### EXERCISE
Look through the records below and give the number of lines holding the string "Result", nothing more.

** Opening RECORDED DATA block **

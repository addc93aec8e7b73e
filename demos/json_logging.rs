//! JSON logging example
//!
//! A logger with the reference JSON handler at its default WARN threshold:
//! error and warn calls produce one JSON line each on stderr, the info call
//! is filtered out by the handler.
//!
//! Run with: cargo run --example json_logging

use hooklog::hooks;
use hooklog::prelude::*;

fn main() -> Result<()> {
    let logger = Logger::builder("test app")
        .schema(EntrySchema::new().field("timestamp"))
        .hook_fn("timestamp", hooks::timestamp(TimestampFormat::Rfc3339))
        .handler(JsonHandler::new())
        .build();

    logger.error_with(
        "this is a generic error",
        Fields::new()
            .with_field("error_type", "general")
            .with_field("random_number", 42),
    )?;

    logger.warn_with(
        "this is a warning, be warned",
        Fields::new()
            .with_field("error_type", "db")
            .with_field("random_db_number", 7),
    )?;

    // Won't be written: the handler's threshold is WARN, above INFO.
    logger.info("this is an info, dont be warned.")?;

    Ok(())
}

** Closing RECORDED DATA block **
** Opening RECORDED DATA block **

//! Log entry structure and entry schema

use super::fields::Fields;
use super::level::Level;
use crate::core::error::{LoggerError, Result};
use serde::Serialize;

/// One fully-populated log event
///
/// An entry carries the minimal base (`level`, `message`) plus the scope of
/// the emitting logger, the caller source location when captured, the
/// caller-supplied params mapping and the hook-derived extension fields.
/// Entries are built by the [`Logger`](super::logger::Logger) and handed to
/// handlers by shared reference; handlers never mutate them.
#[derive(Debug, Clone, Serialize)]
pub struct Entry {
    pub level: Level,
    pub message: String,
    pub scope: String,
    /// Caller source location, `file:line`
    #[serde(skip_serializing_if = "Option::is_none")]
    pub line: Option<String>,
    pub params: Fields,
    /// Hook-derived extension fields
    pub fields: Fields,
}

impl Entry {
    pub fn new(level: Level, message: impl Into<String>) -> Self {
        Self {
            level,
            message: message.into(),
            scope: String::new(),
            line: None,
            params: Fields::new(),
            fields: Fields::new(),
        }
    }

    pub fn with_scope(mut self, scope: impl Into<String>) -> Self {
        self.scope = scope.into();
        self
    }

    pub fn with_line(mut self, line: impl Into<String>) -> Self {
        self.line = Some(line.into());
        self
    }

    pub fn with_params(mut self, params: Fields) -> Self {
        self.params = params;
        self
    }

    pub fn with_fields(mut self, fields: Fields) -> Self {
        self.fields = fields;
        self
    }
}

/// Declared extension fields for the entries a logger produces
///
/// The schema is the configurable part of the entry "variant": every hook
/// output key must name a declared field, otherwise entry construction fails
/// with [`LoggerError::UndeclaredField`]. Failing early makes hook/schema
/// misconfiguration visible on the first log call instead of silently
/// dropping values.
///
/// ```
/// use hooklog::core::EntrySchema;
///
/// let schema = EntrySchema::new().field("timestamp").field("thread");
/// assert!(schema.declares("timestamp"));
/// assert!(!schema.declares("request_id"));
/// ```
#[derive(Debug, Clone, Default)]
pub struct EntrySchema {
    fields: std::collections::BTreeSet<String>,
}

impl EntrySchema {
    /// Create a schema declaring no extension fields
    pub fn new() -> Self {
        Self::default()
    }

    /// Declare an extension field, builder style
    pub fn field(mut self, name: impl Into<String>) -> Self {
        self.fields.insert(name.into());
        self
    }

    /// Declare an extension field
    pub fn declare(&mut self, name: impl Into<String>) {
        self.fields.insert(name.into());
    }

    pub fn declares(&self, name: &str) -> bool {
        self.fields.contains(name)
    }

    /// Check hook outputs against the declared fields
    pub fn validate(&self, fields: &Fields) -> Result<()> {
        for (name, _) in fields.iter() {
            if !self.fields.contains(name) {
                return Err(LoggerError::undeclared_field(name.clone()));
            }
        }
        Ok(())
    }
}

** Closing RECORDED DATA block **

### REPLY TO THE TASK
3